→ What is needed:
Print the listing exactly, but only as far as the line containing "use crate::types::*;". The first line and that line are both included.

→ Data provided:
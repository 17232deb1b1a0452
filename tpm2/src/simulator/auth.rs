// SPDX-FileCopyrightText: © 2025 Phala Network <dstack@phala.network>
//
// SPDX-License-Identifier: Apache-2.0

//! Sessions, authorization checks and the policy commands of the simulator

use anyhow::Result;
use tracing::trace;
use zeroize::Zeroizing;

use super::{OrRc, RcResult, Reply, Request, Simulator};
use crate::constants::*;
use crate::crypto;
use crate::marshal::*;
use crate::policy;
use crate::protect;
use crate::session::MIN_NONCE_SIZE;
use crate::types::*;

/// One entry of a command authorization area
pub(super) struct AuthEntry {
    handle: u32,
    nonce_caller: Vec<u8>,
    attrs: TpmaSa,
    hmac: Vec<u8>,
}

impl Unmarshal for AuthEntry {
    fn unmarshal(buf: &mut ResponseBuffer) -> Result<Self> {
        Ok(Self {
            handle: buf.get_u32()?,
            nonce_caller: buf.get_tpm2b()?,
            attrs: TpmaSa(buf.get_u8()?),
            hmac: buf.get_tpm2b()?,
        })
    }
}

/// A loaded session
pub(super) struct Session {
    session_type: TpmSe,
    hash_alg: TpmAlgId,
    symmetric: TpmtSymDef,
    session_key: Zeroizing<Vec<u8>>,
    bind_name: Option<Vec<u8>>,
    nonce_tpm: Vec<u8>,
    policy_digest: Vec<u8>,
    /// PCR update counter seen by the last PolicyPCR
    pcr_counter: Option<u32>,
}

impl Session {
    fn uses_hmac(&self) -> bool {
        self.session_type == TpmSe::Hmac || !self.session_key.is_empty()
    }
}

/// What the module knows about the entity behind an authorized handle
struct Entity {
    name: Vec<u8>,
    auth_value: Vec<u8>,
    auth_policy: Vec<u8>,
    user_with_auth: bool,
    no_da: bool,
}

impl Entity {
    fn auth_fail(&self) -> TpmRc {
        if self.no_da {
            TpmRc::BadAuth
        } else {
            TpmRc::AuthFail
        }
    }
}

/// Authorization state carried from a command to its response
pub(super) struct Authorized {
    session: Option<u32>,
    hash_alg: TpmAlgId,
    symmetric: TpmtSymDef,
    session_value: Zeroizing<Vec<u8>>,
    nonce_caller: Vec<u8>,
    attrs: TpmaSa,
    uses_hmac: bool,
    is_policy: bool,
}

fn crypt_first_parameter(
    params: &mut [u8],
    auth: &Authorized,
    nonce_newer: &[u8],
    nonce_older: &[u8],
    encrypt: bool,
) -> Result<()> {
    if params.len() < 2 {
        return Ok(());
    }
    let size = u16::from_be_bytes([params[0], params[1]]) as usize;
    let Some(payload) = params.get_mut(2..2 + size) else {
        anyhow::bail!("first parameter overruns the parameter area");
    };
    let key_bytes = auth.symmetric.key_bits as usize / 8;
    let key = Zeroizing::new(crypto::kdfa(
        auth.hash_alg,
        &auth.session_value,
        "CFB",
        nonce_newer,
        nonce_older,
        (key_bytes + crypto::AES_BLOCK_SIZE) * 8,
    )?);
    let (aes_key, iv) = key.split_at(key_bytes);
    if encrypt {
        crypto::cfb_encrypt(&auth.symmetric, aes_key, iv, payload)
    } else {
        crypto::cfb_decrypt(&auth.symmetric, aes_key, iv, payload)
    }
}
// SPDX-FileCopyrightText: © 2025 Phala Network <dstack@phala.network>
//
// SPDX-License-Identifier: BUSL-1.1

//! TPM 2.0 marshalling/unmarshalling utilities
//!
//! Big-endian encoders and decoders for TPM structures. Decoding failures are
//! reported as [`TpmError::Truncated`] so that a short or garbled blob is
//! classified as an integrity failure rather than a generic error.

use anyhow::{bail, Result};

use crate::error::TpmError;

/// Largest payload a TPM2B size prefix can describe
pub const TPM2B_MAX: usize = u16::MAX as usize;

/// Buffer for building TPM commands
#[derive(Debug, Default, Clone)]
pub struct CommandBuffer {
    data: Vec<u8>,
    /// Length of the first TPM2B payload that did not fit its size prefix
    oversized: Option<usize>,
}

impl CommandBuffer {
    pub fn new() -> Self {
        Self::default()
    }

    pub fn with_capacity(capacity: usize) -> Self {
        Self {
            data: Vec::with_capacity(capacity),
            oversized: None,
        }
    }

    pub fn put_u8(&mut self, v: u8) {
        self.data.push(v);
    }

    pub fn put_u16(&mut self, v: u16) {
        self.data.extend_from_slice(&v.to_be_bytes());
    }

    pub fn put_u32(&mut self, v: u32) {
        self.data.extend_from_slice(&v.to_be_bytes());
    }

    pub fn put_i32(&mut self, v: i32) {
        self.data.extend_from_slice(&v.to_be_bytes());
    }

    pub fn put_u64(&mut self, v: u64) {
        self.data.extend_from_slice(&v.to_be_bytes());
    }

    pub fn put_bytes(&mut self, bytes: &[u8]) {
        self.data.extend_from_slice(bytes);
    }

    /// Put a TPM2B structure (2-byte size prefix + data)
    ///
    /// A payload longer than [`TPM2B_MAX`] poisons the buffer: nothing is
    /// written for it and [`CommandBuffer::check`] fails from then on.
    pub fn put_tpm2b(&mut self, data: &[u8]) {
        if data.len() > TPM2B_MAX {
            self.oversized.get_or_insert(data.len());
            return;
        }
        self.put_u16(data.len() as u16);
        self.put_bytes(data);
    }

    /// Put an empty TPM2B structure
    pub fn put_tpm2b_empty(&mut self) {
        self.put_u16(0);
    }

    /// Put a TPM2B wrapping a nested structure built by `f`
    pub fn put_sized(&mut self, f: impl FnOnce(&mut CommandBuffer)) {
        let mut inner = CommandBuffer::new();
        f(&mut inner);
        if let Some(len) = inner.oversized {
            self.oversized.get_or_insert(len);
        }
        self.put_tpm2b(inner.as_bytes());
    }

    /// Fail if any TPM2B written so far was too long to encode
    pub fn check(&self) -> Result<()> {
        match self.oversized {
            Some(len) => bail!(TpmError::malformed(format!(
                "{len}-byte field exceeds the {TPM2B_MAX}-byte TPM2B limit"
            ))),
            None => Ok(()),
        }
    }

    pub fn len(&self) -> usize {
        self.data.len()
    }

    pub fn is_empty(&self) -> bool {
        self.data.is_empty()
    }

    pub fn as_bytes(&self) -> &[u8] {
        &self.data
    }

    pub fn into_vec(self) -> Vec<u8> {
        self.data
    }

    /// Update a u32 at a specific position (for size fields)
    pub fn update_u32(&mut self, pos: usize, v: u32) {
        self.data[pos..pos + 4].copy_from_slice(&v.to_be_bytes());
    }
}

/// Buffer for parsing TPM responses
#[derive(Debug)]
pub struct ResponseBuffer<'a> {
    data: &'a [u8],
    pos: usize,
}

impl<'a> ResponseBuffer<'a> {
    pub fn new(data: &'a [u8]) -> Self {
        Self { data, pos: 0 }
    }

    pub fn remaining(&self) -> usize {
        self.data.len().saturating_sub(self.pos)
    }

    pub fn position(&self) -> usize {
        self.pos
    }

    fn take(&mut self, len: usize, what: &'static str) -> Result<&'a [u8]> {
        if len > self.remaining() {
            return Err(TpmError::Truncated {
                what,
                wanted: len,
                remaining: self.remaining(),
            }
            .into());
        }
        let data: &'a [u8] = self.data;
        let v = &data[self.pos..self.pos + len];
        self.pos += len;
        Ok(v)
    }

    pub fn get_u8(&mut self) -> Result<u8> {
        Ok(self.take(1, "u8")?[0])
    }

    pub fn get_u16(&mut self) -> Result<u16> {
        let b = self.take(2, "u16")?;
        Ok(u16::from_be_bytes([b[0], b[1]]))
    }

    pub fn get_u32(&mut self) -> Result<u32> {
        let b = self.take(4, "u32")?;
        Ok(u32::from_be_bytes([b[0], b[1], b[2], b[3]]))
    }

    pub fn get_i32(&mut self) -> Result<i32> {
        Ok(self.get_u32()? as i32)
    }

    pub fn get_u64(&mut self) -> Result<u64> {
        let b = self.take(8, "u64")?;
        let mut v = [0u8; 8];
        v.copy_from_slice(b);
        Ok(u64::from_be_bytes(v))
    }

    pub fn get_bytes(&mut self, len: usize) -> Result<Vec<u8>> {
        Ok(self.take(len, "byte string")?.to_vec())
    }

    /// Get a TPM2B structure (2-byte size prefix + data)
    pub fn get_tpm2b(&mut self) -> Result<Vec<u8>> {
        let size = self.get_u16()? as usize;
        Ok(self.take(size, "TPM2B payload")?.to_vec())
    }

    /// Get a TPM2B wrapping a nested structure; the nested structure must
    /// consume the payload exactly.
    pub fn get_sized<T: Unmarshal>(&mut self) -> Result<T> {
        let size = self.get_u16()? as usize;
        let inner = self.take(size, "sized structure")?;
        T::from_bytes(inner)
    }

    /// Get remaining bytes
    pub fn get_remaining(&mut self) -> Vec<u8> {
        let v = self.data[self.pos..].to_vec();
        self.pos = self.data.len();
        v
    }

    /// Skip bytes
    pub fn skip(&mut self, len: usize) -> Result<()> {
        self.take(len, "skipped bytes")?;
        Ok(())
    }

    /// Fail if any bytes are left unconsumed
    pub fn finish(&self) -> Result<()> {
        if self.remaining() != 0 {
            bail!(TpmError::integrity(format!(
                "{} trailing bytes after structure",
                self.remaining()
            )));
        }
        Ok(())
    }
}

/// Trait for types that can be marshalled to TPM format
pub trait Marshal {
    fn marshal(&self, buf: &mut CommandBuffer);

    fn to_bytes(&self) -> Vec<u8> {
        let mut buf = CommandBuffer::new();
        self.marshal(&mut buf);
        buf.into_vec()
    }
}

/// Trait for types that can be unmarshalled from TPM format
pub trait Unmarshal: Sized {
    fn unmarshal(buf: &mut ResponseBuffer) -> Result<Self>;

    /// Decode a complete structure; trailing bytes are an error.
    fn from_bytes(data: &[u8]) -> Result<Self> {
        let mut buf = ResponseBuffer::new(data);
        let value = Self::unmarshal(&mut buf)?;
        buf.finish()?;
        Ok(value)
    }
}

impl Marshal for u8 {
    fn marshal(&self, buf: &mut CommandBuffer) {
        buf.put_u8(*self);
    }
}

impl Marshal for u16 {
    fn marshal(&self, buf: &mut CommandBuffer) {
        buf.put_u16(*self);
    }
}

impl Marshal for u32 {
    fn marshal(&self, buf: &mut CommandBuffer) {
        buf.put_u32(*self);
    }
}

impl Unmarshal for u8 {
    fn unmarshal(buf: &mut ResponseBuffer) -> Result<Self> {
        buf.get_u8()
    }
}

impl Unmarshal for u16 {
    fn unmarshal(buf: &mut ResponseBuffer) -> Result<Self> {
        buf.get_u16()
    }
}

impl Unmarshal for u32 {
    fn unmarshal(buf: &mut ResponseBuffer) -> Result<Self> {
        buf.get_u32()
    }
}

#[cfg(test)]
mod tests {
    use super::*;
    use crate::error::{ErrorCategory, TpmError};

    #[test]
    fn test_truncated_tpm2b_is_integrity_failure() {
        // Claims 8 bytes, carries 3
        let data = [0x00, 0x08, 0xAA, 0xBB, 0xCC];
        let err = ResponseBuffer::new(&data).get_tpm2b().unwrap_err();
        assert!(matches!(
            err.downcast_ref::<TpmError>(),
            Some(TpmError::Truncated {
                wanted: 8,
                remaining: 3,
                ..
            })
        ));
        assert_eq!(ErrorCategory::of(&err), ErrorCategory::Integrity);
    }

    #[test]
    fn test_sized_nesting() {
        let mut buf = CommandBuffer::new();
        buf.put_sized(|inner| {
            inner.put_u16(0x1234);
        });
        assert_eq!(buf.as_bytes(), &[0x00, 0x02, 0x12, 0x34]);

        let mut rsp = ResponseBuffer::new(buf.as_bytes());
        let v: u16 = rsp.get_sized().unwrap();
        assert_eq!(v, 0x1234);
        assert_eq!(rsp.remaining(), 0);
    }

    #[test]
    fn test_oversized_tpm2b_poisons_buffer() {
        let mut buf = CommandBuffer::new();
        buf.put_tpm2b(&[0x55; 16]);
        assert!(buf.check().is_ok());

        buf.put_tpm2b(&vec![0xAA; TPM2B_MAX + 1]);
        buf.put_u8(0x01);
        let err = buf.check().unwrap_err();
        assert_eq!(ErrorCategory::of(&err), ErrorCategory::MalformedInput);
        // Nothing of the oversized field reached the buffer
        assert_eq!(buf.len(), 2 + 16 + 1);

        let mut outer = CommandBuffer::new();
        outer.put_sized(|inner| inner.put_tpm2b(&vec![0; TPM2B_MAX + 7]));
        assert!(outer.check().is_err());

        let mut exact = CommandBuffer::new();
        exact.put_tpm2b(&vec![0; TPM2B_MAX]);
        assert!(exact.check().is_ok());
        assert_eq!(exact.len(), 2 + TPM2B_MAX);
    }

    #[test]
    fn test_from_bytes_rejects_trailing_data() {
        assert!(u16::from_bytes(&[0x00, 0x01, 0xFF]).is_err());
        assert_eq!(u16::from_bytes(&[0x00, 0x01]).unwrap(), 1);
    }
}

→ Answer section:
repository 17232deb1b1a0452
filename tpm2/src/simulator/auth.rs
// SPDX-FileCopyrightText: © 2025 Phala Network <dstack@phala.network>
//
// SPDX-License-Identifier: Apache-2.0

//! Sessions, authorization checks and the policy commands of the simulator

use anyhow::Result;
use tracing::trace;
use zeroize::Zeroizing;

use super::{OrRc, RcResult, Reply, Request, Simulator};
use crate::constants::*;
use crate::crypto;
use crate::marshal::*;
use crate::policy;
use crate::protect;
use crate::session::MIN_NONCE_SIZE;
use crate::types::*;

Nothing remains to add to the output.